Can you state the characteristic equation and then find its roots?
 
MarkFL said:
Let's look at the first recursion:

$$x_{k+2}=-x_{k+1}+6x_{k}$$

Can you state the characteristic equation and then find its roots?

Is it x^2 = -x + 1
Solving for root: x = 1/2(-1 - sqrt(5)) and 1/2(sqrt(5)-1)
 
tommietang said:
Is it x^2 = -x + 1
Solving for root: x = 1/2(-1 - sqrt(5)) and 1/2(sqrt(5)-1)

No, the characteristic equation is:

$$r^2+r-6=0$$

This factors nicely to give integral roots...
 
MarkFL said:
No, the characteristic equation is:

$$r^2+r-6=0$$

This factors nicely to give integral roots...

Thank you sir, I wasn't sure how to approach the problem because I couldn't attend recent lectures.
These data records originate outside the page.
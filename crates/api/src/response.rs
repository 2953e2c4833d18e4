//! Shared response envelope types for API handlers.
//!
//! All API responses use a `{ "data": ... }` envelope. Use [`DataResponse`]
//! instead of ad-hoc `serde_json::json!({ "data": ... })`.

use serde::Serialize;

/// Standard `{ "data": T }` response envelope.
///
/// # Example
///
/// ```ignore
/// Ok(Json(DataResponse { data: report }))
/// ```
#[derive(Debug, Serialize)]
pub struct DataResponse<T: Serialize> {
    pub data: T,
}
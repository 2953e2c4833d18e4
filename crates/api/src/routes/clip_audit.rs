//! Route definitions for the `/clip-audit` resource.

use axum::routing::{get, post, put};
use axum::Router;

use crate::handlers::clip_audit;
use crate::state::AppState;

/// Routes mounted at `/clip-audit`.
///
/// ```text
/// GET    /report                      -> get_report      (?episode, ?include_resolved, ?sort)
/// POST   /validate                    -> validate        (dry-run)
/// GET    /repairs                     -> list_repairs    (?episode)
/// GET    /reprocess-queue             -> reprocess_queue
/// GET    /clips/{id}                  -> get_clip
/// POST   /clips/{id}/apply-repair     -> apply_repair
/// POST   /clips/{id}/false-positive   -> mark_false_positive
/// POST   /clips/{id}/defer            -> defer
/// PUT    /clips/{id}/times            -> edit_times
/// POST   /clips/{id}/reprocessed      -> mark_reprocessed
/// POST   /clips/{id}/undo             -> undo_review
/// ```
pub fn router() -> Router<AppState> {
    Router::new()
        .route("/report", get(clip_audit::get_report))
        .route("/validate", post(clip_audit::validate))
        .route("/repairs", get(clip_audit::list_repairs))
        .route("/reprocess-queue", get(clip_audit::reprocess_queue))
        .route("/clips/{id}", get(clip_audit::get_clip))
        .route("/clips/{id}/apply-repair", post(clip_audit::apply_repair))
        .route(
            "/clips/{id}/false-positive",
            post(clip_audit::mark_false_positive),
        )
        .route("/clips/{id}/defer", post(clip_audit::defer))
        .route("/clips/{id}/times", put(clip_audit::edit_times))
        .route("/clips/{id}/reprocessed", post(clip_audit::mark_reprocessed))
        .route("/clips/{id}/undo", post(clip_audit::undo_review))
}
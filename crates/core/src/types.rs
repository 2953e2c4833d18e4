/// Clip identifiers are opaque document ids from the clip store.
pub type ClipId = String;

/// Offsets and durations into a source video, in (fractional) seconds.
pub type Seconds = f64;

/// All timestamps are UTC.
pub type Timestamp = chrono::DateTime<chrono::Utc>;
//! Auto-repair heuristics for flagged clip time ranges.
//!
//! Turns a [`ValidationFinding`] into a [`RepairProposal`]: either a
//! corrected start/end pair or an explicit hand-off to manual review. The
//! rules are deterministic and conservative and run offline against
//! historical data. Nothing here writes; applying a proposal is the store's
//! job and always goes through a named approver.

use serde::{Deserialize, Serialize};

use crate::clip_audit::ValidationReport;
use crate::clip_time::{
    validate_clip_time, ClipTimeRecord, ClipTimeThresholds, FindingKind, ValidationFinding,
};
use crate::types::{ClipId, Seconds};

// ---------------------------------------------------------------------------
// Rationale texts
// ---------------------------------------------------------------------------

/// Negative duration repaired by swapping start and end.
pub const RATIONALE_SWAP: &str =
    "negative duration: start and end were recorded in the wrong order, swapped back";

/// Too-long clip whose start offset cannot be trusted either.
pub const RATIONALE_IMPLAUSIBLE_START: &str =
    "start offset implausible, cannot infer a safe end time";

/// Suffix appended when the repair was computed from coerced values.
pub const RATIONALE_COERCED_SUFFIX: &str = "computed from missing or non-numeric times read as 0";

// ---------------------------------------------------------------------------
// Proposal types
// ---------------------------------------------------------------------------

/// How much a proposal can be trusted.
#[derive(Debug, Clone, Copy, PartialEq, Eq, Serialize, Deserialize)]
#[serde(rename_all = "snake_case")]
pub enum RepairConfidence {
    /// Values are a pure rearrangement of recorded data.
    High,
    /// Values are a heuristic guess.
    Low,
    /// No values proposed.
    Manual,
}

impl RepairConfidence {
    pub fn as_str(&self) -> &'static str {
        match self {
            Self::High => "high",
            Self::Low => "low",
            Self::Manual => "manual",
        }
    }
}

impl std::fmt::Display for RepairConfidence {
    fn fmt(&self, f: &mut std::fmt::Formatter<'_>) -> std::fmt::Result {
        f.write_str(self.as_str())
    }
}

/// Suggested correction for one flagged clip.
#[derive(Debug, Clone, PartialEq, Serialize, Deserialize)]
pub struct RepairProposal {
    pub clip_id: ClipId,
    pub kind: FindingKind,
    pub proposed_start_time_seconds: Option<Seconds>,
    pub proposed_end_time_seconds: Option<Seconds>,
    pub needs_manual_review: bool,
    pub confidence: RepairConfidence,
    pub rationale: String,
}

impl RepairProposal {
    fn manual(finding: &ValidationFinding, rationale: String) -> Self {
        Self {
            clip_id: finding.clip_id.clone(),
            kind: finding.kind,
            proposed_start_time_seconds: None,
            proposed_end_time_seconds: None,
            needs_manual_review: true,
            confidence: RepairConfidence::Manual,
            rationale,
        }
    }

    /// The proposed `(start, end)` pair, when both values are present.
    pub fn proposed_range(&self) -> Option<(Seconds, Seconds)> {
        self.proposed_start_time_seconds
            .zip(self.proposed_end_time_seconds)
    }

    /// `true` when the proposal carries a full replacement range.
    pub fn has_values(&self) -> bool {
        self.proposed_range().is_some()
    }

    /// `true` when the proposal may be applied without a reviewer editing it.
    pub fn is_auto_applicable(&self) -> bool {
        self.has_values() && !self.needs_manual_review
    }
}

// ---------------------------------------------------------------------------
// Heuristics
// ---------------------------------------------------------------------------

/// Propose a repair for one finding.
///
/// - `NEGATIVE_DURATION`: swap start and end. If the swapped range would
///   still be flagged, the swap is proposed but routed to manual review.
/// - `TOO_LONG`: with a plausible start, guess `end = start + default
///   repair duration` (low confidence, manual review). With an implausible
///   start, propose nothing.
/// - Every other kind: propose nothing, manual review.
///
/// A finding computed from coerced values always needs manual review.
pub fn propose_repair(
    finding: &ValidationFinding,
    thresholds: &ClipTimeThresholds,
) -> RepairProposal {
    let details = &finding.details;

    let mut proposal = match finding.kind {
        FindingKind::NegativeDuration => {
            let start = details.end_time_seconds;
            let end = details.start_time_seconds;
            let swapped = ClipTimeRecord::new(finding.clip_id.clone(), start, end);
            let residual = validate_clip_time(&swapped, thresholds).map(|f| f.kind);

            RepairProposal {
                clip_id: finding.clip_id.clone(),
                kind: finding.kind,
                proposed_start_time_seconds: Some(start),
                proposed_end_time_seconds: Some(end),
                needs_manual_review: residual.is_some(),
                confidence: RepairConfidence::High,
                rationale: match residual {
                    Some(kind) => format!("{RATIONALE_SWAP}; swapped range is still {kind}"),
                    None => RATIONALE_SWAP.to_string(),
                },
            }
        }
        FindingKind::TooLong => {
            if details.start_time_seconds > thresholds.max_plausible_start_seconds {
                RepairProposal::manual(finding, RATIONALE_IMPLAUSIBLE_START.to_string())
            } else {
                let start = details.start_time_seconds;
                let fallback = thresholds.default_repair_duration_seconds;
                RepairProposal {
                    clip_id: finding.clip_id.clone(),
                    kind: finding.kind,
                    proposed_start_time_seconds: Some(start),
                    proposed_end_time_seconds: Some(start + fallback),
                    needs_manual_review: true,
                    confidence: RepairConfidence::Low,
                    rationale: format!(
                        "duration exceeds the maximum; end guessed as start + {fallback}s, \
                         confirm against the source video"
                    ),
                }
            }
        }
        FindingKind::ZeroDuration
        | FindingKind::TooShort
        | FindingKind::SuspiciouslyLong
        | FindingKind::StartOutOfRange => RepairProposal::manual(
            finding,
            format!("no safe automatic repair for {}", finding.kind),
        ),
    };

    if !details.coerced_fields.is_empty() {
        proposal.needs_manual_review = true;
        if proposal.confidence == RepairConfidence::High {
            proposal.confidence = RepairConfidence::Low;
        }
        proposal.rationale = format!("{}; {RATIONALE_COERCED_SUFFIX}", proposal.rationale);
    }

    proposal
}

/// Propose repairs for every flagged clip of a report, in report order.
pub fn propose_repairs(
    report: &ValidationReport,
    thresholds: &ClipTimeThresholds,
) -> Vec<RepairProposal> {
    report
        .flagged_clips
        .iter()
        .map(|finding| propose_repair(finding, thresholds))
        .collect()
}

// ---------------------------------------------------------------------------
// Tests
// ---------------------------------------------------------------------------

#[cfg(test)]
mod tests {
    use std::collections::HashSet;

    use super::*;
    use crate::clip_audit::validate_clips;
    use crate::clip_time::{TimeField, DEFAULT_REPAIR_DURATION_SECONDS};

    /// Defaults with the soft long-duration check switched on.
    fn thresholds() -> ClipTimeThresholds {
        ClipTimeThresholds {
            suspicious_long_duration_seconds: 900.0,
            ..ClipTimeThresholds::default()
        }
    }

    fn finding_for(start: Seconds, end: Seconds) -> ValidationFinding {
        validate_clip_time(&ClipTimeRecord::new("clip-1", start, end), &thresholds())
            .expect("record should be flagged")
    }

    fn repair(start: Seconds, end: Seconds) -> RepairProposal {
        propose_repair(&finding_for(start, end), &thresholds())
    }

    // -- negative duration ----------------------------------------------------

    #[test]
    fn negative_duration_is_swapped() {
        let proposal = repair(120.0, 60.0);
        assert_eq!(proposal.kind, FindingKind::NegativeDuration);
        assert_eq!(proposal.proposed_range(), Some((60.0, 120.0)));
        assert!(!proposal.needs_manual_review);
        assert_eq!(proposal.confidence, RepairConfidence::High);
        assert!(proposal.is_auto_applicable());
        assert_eq!(proposal.rationale, RATIONALE_SWAP);
    }

    #[test]
    fn swap_is_exact_for_fractional_values() {
        let proposal = repair(301.337, 12.125);
        assert_eq!(proposal.proposed_start_time_seconds, Some(12.125));
        assert_eq!(proposal.proposed_end_time_seconds, Some(301.337));
    }

    #[test]
    fn swap_still_flagged_needs_review() {
        // Swapped duration is 4000s, still TOO_LONG.
        let proposal = repair(4000.0, 0.0);
        assert_eq!(proposal.proposed_range(), Some((0.0, 4000.0)));
        assert!(proposal.needs_manual_review);
        assert!(!proposal.is_auto_applicable());
        assert!(proposal.rationale.contains("TOO_LONG"));
    }

    #[test]
    fn swap_of_short_range_needs_review() {
        let proposal = repair(62.0, 60.0);
        assert_eq!(proposal.proposed_range(), Some((60.0, 62.0)));
        assert!(proposal.needs_manual_review);
        assert!(proposal.rationale.contains("TOO_SHORT"));
    }

    // -- too long -------------------------------------------------------------

    #[test]
    fn too_long_with_plausible_start_guesses_end() {
        let proposal = repair(0.0, 4000.0);
        assert_eq!(
            proposal.proposed_range(),
            Some((0.0, DEFAULT_REPAIR_DURATION_SECONDS))
        );
        assert!(proposal.needs_manual_review);
        assert_eq!(proposal.confidence, RepairConfidence::Low);
        assert!(!proposal.is_auto_applicable());
    }

    #[test]
    fn too_long_uses_configured_fallback() {
        let thresholds = ClipTimeThresholds {
            default_repair_duration_seconds: 120.0,
            ..ClipTimeThresholds::default()
        };
        let proposal = propose_repair(&finding_for(100.0, 5000.0), &thresholds);
        assert_eq!(proposal.proposed_range(), Some((100.0, 220.0)));
    }

    #[test]
    fn too_long_with_implausible_start_is_manual() {
        let proposal = repair(20_000.0, 25_000.0);
        assert_eq!(proposal.kind, FindingKind::TooLong);
        assert!(!proposal.has_values());
        assert!(proposal.needs_manual_review);
        assert_eq!(proposal.confidence, RepairConfidence::Manual);
        assert_eq!(proposal.rationale, RATIONALE_IMPLAUSIBLE_START);
    }

    // -- manual-only kinds ----------------------------------------------------

    #[test]
    fn zero_duration_is_manual() {
        let proposal = repair(100.0, 100.0);
        assert_eq!(proposal.kind, FindingKind::ZeroDuration);
        assert!(!proposal.has_values());
        assert!(proposal.needs_manual_review);
    }

    #[test]
    fn other_kinds_are_manual() {
        for (start, end, kind) in [
            (0.0, 3.0, FindingKind::TooShort),
            (0.0, 1000.0, FindingKind::SuspiciouslyLong),
            (15_000.0, 15_090.0, FindingKind::StartOutOfRange),
        ] {
            let proposal = repair(start, end);
            assert_eq!(proposal.kind, kind);
            assert_eq!(proposal.proposed_range(), None);
            assert!(proposal.needs_manual_review);
            assert_eq!(proposal.confidence, RepairConfidence::Manual);
        }
    }

    // -- coerced input --------------------------------------------------------

    #[test]
    fn coerced_swap_is_proposed_but_needs_review() {
        let mut record = ClipTimeRecord::new("c", 120.0, 0.0);
        record.coerced_fields = vec![TimeField::End];
        let finding = validate_clip_time(&record, &ClipTimeThresholds::default()).unwrap();
        let proposal = propose_repair(&finding, &ClipTimeThresholds::default());

        assert_eq!(proposal.proposed_range(), Some((0.0, 120.0)));
        assert!(proposal.needs_manual_review);
        assert_eq!(proposal.confidence, RepairConfidence::Low);
        assert!(proposal.rationale.ends_with(RATIONALE_COERCED_SUFFIX));
    }

    // -- propose_repairs ------------------------------------------------------

    #[test]
    fn proposals_follow_report_order() {
        let records = vec![
            ClipTimeRecord::new("a", 0.0, 60.0),
            ClipTimeRecord::new("b", 0.0, 4000.0),
            ClipTimeRecord::new("c", 90.0, 30.0),
        ];
        let thresholds = ClipTimeThresholds::default();
        let report = validate_clips(&records, &HashSet::new(), &thresholds);
        let proposals = propose_repairs(&report, &thresholds);
        let ids: Vec<&str> = proposals.iter().map(|p| p.clip_id.as_str()).collect();
        assert_eq!(ids, vec!["b", "c"]);
    }

    #[test]
    fn proposal_serializes_snake_case() {
        let json = serde_json::to_value(repair(120.0, 60.0)).unwrap();
        assert_eq!(json["kind"], "NEGATIVE_DURATION");
        assert_eq!(json["confidence"], "high");
        assert_eq!(RepairConfidence::Low.to_string(), "low");
        assert_eq!(json["proposed_start_time_seconds"], 60.0);
        assert_eq!(json["needs_manual_review"], false);
    }
}
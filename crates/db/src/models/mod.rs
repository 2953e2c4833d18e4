//! Document models and request DTOs for clips and their review stamps.

pub mod clip;
pub mod review;
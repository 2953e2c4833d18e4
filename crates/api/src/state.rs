use std::sync::Arc;

use testimony_core::clip_time::ClipTimeThresholds;
use testimony_db::ClipStore;
use tokio::sync::RwLock;

use crate::config::ServerConfig;

/// Shared application state available to all Axum handlers via `State<AppState>`.
///
/// This is cheaply cloneable (inner data is behind `Arc`).
#[derive(Clone)]
pub struct AppState {
    /// The loaded clip collection. Review actions take the write lock for
    /// the whole read-modify-persist cycle.
    pub store: Arc<RwLock<ClipStore>>,
    /// Server configuration.
    pub config: Arc<ServerConfig>,
}

impl AppState {
    pub fn new(store: ClipStore, config: ServerConfig) -> Self {
        Self {
            store: Arc::new(RwLock::new(store)),
            config: Arc::new(config),
        }
    }

    pub fn thresholds(&self) -> &ClipTimeThresholds {
        &self.config.thresholds
    }
}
But this tip gave me the ability to solve all 3.
 
tommietang said:
Thank you sir, I wasn't sure how to approach the problem because I couldn't attend recent lectures. But this tip gave me the ability to solve all 3.

All the difference equation are linear homogeneous with constant coefficients and the solving procedure is illustrated here...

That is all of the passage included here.